In the lawsuit Physicians for Social Responsibility v. Department of Toxic Substances Control (DTSC), activists argue DTSC is violating the California Environmental Quality Act (CEQA) by failing to review the environmental impacts of Boeing demolishing structures at "Area IV" of the Santa Susana site. The groups also contend the department is allowing the waste to be disposed in landfills that are not authorized to accept radioactive waste.
DTSC argues that it has no authority over the demolition and disposal of buildings owned by Boeing, unless the buildings are somehow related to DTSC's oversight activities associated with the cleanup of chemical contamination.
DTSC officials have defended their oversight of the cleanup while also deferring key questions on radioactive waste disposal standards to the Department of Public Health (Inside Cal/EPA, Aug. 9).
In an Oct. 24 tentative ruling in the case, Sacramento County Superior Court Judge Allen Sumner sides with the environmentalists, but also says he needs more time to sort out evidence in the record (Inside Cal/EPA, Nov. 1).

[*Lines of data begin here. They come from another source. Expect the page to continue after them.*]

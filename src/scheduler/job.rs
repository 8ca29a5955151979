use std::fmt;
use std::sync::Arc;
use std::time::Duration;

use crate::auth::AuthLookup;
use crate::runtime::ContainerOptions;

/// A value fixed either when the job is built or when it runs.
#[derive(Clone)]
pub enum Assignment {
    Literal(String),
    /// Evaluated by the executor right before use.
    Deferred(Arc<dyn Fn() -> String + Send + Sync>),
}

impl Assignment {
    pub fn deferred(f: impl Fn() -> String + Send + Sync + 'static) -> Self {
        Self::Deferred(Arc::new(f))
    }

    pub fn resolve(&self) -> String {
        match self {
            Self::Literal(value) => value.clone(),
            Self::Deferred(f) => f(),
        }
    }
}

impl fmt::Debug for Assignment {
    fn fmt(&self, f: &mut fmt::Formatter<'_>) -> fmt::Result {
        match self {
            Self::Literal(value) => f.debug_tuple("Literal").field(value).finish(),
            Self::Deferred(_) => f.write_str("Deferred"),
        }
    }
}

impl From<&str> for Assignment {
    fn from(value: &str) -> Self {
        Self::Literal(value.to_string())
    }
}

/// An action for the schedule executor.
#[derive(Clone)]
pub enum Job {
    Start {
        /// `domain/service`, for log lines.
        service: String,
        image: Assignment,
        name: Assignment,
        options: ContainerOptions,
        /// Falls back to the executor's lookup when unset.
        auth: Option<AuthLookup>,
    },
    Stop {
        container_id: String,
        timeout: Duration,
    },
    Remove {
        container_id: String,
        force: bool,
    },
}

impl fmt::Debug for Job {
    fn fmt(&self, f: &mut fmt::Formatter<'_>) -> fmt::Result {
        match self {
            Job::Start {
                service,
                image,
                name,
                ..
            } => f
                .debug_struct("Start")
                .field("service", service)
                .field("image", image)
                .field("name", name)
                .finish_non_exhaustive(),
            Job::Stop {
                container_id,
                timeout,
            } => f
                .debug_struct("Stop")
                .field("container_id", container_id)
                .field("timeout", timeout)
                .finish(),
            Job::Remove {
                container_id,
                force,
            } => f
                .debug_struct("Remove")
                .field("container_id", container_id)
                .field("force", force)
                .finish(),
        }
    }
}
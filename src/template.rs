use minijinja::Environment;
use serde::Serialize;

#[derive(Debug, thiserror::Error)]
#[error("Templating error: {0}")]
pub struct TemplateError(#[from] minijinja::Error);

fn environment() -> Result<Environment<'static>, TemplateError> {
    let mut env = Environment::new();

    let syntax = minijinja::syntax::SyntaxConfig::builder()
        .variable_delimiters("${", "}")
        .build()?;

    env.set_syntax(syntax);
    env.set_undefined_behavior(minijinja::UndefinedBehavior::Strict);
    Ok(env)
}

/// Renders `template_str` with `${ name }` variables taken from `vars`.
/// Undefined variables are errors.
pub fn render_template(template_str: &str, vars: impl Serialize) -> Result<String, TemplateError> {
    let env = environment()?;
    let template = env.template_from_str(template_str)?;
    Ok(template.render(vars)?)
}
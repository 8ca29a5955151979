use std::collections::BTreeMap;
use std::fmt::Display;

use chrono::{DateTime, Utc};
use serde::Serialize;

use crate::discovery::Container;
use crate::fsm::{Fsm, StateSet};
use crate::tracker::version::is_older;

/// Observed lifecycle of a tracked container.
///
/// ```text
///   Created ──▶ Starting ──▶ Running ──▶ Stopping ──▶ Stopped ──▶ Removed
///      │            │           │           │                       ▲
///      └────────────┴───────────┴───────────┴──▶ Failed ────────────┘
/// ```
///
/// `Created` may also jump straight to `Running`, `Stopped` or `Removed` when
/// the first observation of a container is a late one.
#[derive(Debug, Clone, Copy, PartialEq, Eq, Hash, Serialize)]
pub enum ContainerState {
    Created,
    Starting,
    Running,
    Stopping,
    Stopped,
    Failed,
    Removed,
}

impl Display for ContainerState {
    fn fmt(&self, f: &mut std::fmt::Formatter<'_>) -> std::fmt::Result {
        let name = match self {
            ContainerState::Created => "created",
            ContainerState::Starting => "starting",
            ContainerState::Running => "running",
            ContainerState::Stopping => "stopping",
            ContainerState::Stopped => "stopped",
            ContainerState::Failed => "failed",
            ContainerState::Removed => "removed",
        };
        f.write_str(name)
    }
}

impl StateSet for ContainerState {
    fn initial() -> Self {
        ContainerState::Created
    }

    fn targets(self) -> &'static [Self] {
        use ContainerState::*;
        match self {
            Created => &[Starting, Running, Failed, Stopped, Removed],
            Starting => &[Running, Failed, Stopping],
            Running => &[Running, Failed, Stopping, Stopped],
            Stopping => &[Failed, Stopped],
            Stopped => &[Removed],
            Failed => &[Removed],
            Removed => &[],
        }
    }
}

/// Lifecycle machine of one container. The custom data is the container id;
/// each transition carries the container snapshot that caused it.
pub type ContainerFsm = Fsm<ContainerState, Container, String>;

/// All tracked instances of one image.
#[derive(Debug, Clone)]
pub struct ContainerGroup {
    image: String,
    instances: BTreeMap<String, ContainerFsm>,
}

impl ContainerGroup {
    pub fn new(image: impl Into<String>) -> Self {
        Self {
            image: image.into(),
            instances: BTreeMap::new(),
        }
    }

    pub fn image(&self) -> &str {
        &self.image
    }

    /// Existing machine for `container_id`, or a fresh one in `Created`.
    pub fn get_fsm(&mut self, container_id: &str) -> &mut ContainerFsm {
        self.instances
            .entry(container_id.to_string())
            .or_insert_with(|| ContainerFsm::new(container_id.to_string()))
    }

    pub fn fsm(&self, container_id: &str) -> Option<&ContainerFsm> {
        self.instances.get(container_id)
    }

    pub fn remove_fsm(&mut self, container_id: &str) -> Option<ContainerFsm> {
        self.instances.remove(container_id)
    }

    pub fn contains(&self, container_id: &str) -> bool {
        self.instances.contains_key(container_id)
    }

    pub fn is_empty(&self) -> bool {
        self.instances.is_empty()
    }

    pub fn len(&self) -> usize {
        self.instances.len()
    }

    pub fn instances(&self) -> impl Iterator<Item = &ContainerFsm> {
        self.instances.values()
    }
}

pub(crate) fn group_is_older(a: &ContainerGroup, b: &ContainerGroup) -> bool {
    is_older(&a.image, &b.image)
}

/// Entry of the start-time heap.
#[derive(Debug, Clone, PartialEq, Eq)]
pub struct StartedContainer {
    pub id: String,
    pub image: String,
    pub started_at: DateTime<Utc>,
}

pub(crate) fn started_before(a: &StartedContainer, b: &StartedContainer) -> bool {
    a.started_at < b.started_at
}
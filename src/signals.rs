use signal_hook::{
    consts::{SIGHUP, SIGINT, SIGTERM},
    iterator::Signals,
};
use tokio::sync::mpsc;

use crate::scheduler::Breaker;

/// Sends `true` on every stop channel on SIGINT or SIGTERM.
pub fn handle_shutdown(stops: Vec<mpsc::Sender<bool>>) -> std::io::Result<()> {
    let mut signals = Signals::new([SIGINT, SIGTERM])?;

    std::thread::spawn(move || {
        if let Some(signal) = signals.forever().next() {
            log::info!("Received signal {}, shutting down", signal);
            let _ = sd_notify::notify(true, &[sd_notify::NotifyState::Stopping]);
            for stop in &stops {
                // A loop that already exited has dropped its receiver
                let _ = stop.blocking_send(true);
            }
        }
    });
    Ok(())
}

/// Resets every breaker on SIGHUP, resuming scheduling of releases that
/// were suspended after repeated failures.
pub fn handle_reset(breakers: Vec<Breaker>) -> std::io::Result<()> {
    let mut signals = Signals::new([SIGHUP])?;

    std::thread::spawn(move || {
        for _ in signals.forever() {
            let _ = sd_notify::notify(true, &[sd_notify::NotifyState::Reloading]);
            for breaker in &breakers {
                breaker.reset();
            }
            let _ = sd_notify::notify(true, &[sd_notify::NotifyState::Ready]);
        }
    });
    Ok(())
}
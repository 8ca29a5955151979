//! Desired state of a service across the cluster.

use async_trait::async_trait;
use serde::Deserialize;

use crate::tracker::{ContainerState, ContainerTracker, HostContainerStates, parse_image};

#[derive(Debug, thiserror::Error)]
pub enum RegistryError {
    #[error("Registry node {0} does not exist")]
    NodeNotFound(String),
    #[error("Registry unavailable: {0}")]
    Unavailable(String),
}

/// The release a service should run.
#[derive(Debug, Clone, Default, PartialEq, Eq)]
pub struct ReleaseImage {
    /// Registry node the release was read from.
    pub path: String,
    pub version: String,
    /// Full image reference. Empty when the release is not published.
    pub image: String,
}

#[async_trait]
pub trait GlobalServiceState: Send + Sync {
    async fn image(&self) -> Result<ReleaseImage, RegistryError>;

    /// Instances of the release registered across the cluster.
    async fn instances(&self) -> Result<u32, RegistryError>;
}

#[derive(Debug, Clone, Deserialize, PartialEq, Eq)]
pub struct ReleaseConfig {
    pub image: String,
    #[serde(default)]
    pub path: Option<String>,
}

/// Desired state for a single host without a coordination registry: the
/// release comes from configuration and this host is the whole cluster.
pub struct StandaloneServiceState {
    service: String,
    release: ReleaseImage,
    tracker: ContainerTracker,
}

impl StandaloneServiceState {
    pub fn new(service: &str, config: &ReleaseConfig, tracker: ContainerTracker) -> Self {
        let (_, version) = parse_image(&config.image);
        let release = ReleaseImage {
            path: config
                .path
                .clone()
                .unwrap_or_else(|| format!("/{service}/live")),
            version: version.to_string(),
            image: config.image.clone(),
        };
        Self {
            service: service.to_string(),
            release,
            tracker,
        }
    }
}

#[async_trait]
impl GlobalServiceState for StandaloneServiceState {
    async fn image(&self) -> Result<ReleaseImage, RegistryError> {
        Ok(self.release.clone())
    }

    async fn instances(&self) -> Result<u32, RegistryError> {
        let count = self.tracker.count_in_states(
            &self.service,
            &self.release.image,
            &[ContainerState::Running, ContainerState::Starting],
        );
        Ok(count as u32)
    }
}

In a Nov. 26 filing with the court, the groups say they have recently uncovered, through a California Public Records Act request, emails between DTSC and Boeing that contradict DTSC's position in the lawsuit. The emails, dated July and August 2012, suggest that DTSC officials told Boeing to delay demolition of structures at the site until DTSC finished a review of the plan and approved it.
"The email chain is additionally relevant because it supports petitioners' position that the law does not permit the disposal of material from the Area IV radiologic structures that exceeds naturally occurring background levels of radiation in a hazardous waste facility not licensed to receive radioactive waste — and that illegally doing so risks harm to the public." The filing is available on InsideEPA.com. (Doc ID: 2454237)
Another email from August 2012 shows that DTSC officials alerted Boeing that Rodriquez and Raphael both decided that the materials at issue cannot be sent to unlicensed facilities and must be disposed of properly, according to the legal filing.
Despite that finding, DTSC attorneys took a different position in the lawsuit, the legal filing says. "This email reveals that the very highest personnel at DTSC and Cal/EPA considered where radioactive debris from Area IV structures should be disposed and determined that it was impermissible to dispose of materials in [non-radioactive] sites if those materials have 'radiation levels above background.'"
DTSC did not inform the court that its leadership had adopted that position and "this statement contradicts other statements of [DTSC] in this lawsuit regarding what materials can be disposed in a [non-radioactive] hazardous waste facility," the document says.
A DTSC spokesman did not respond to requests for comment by press time.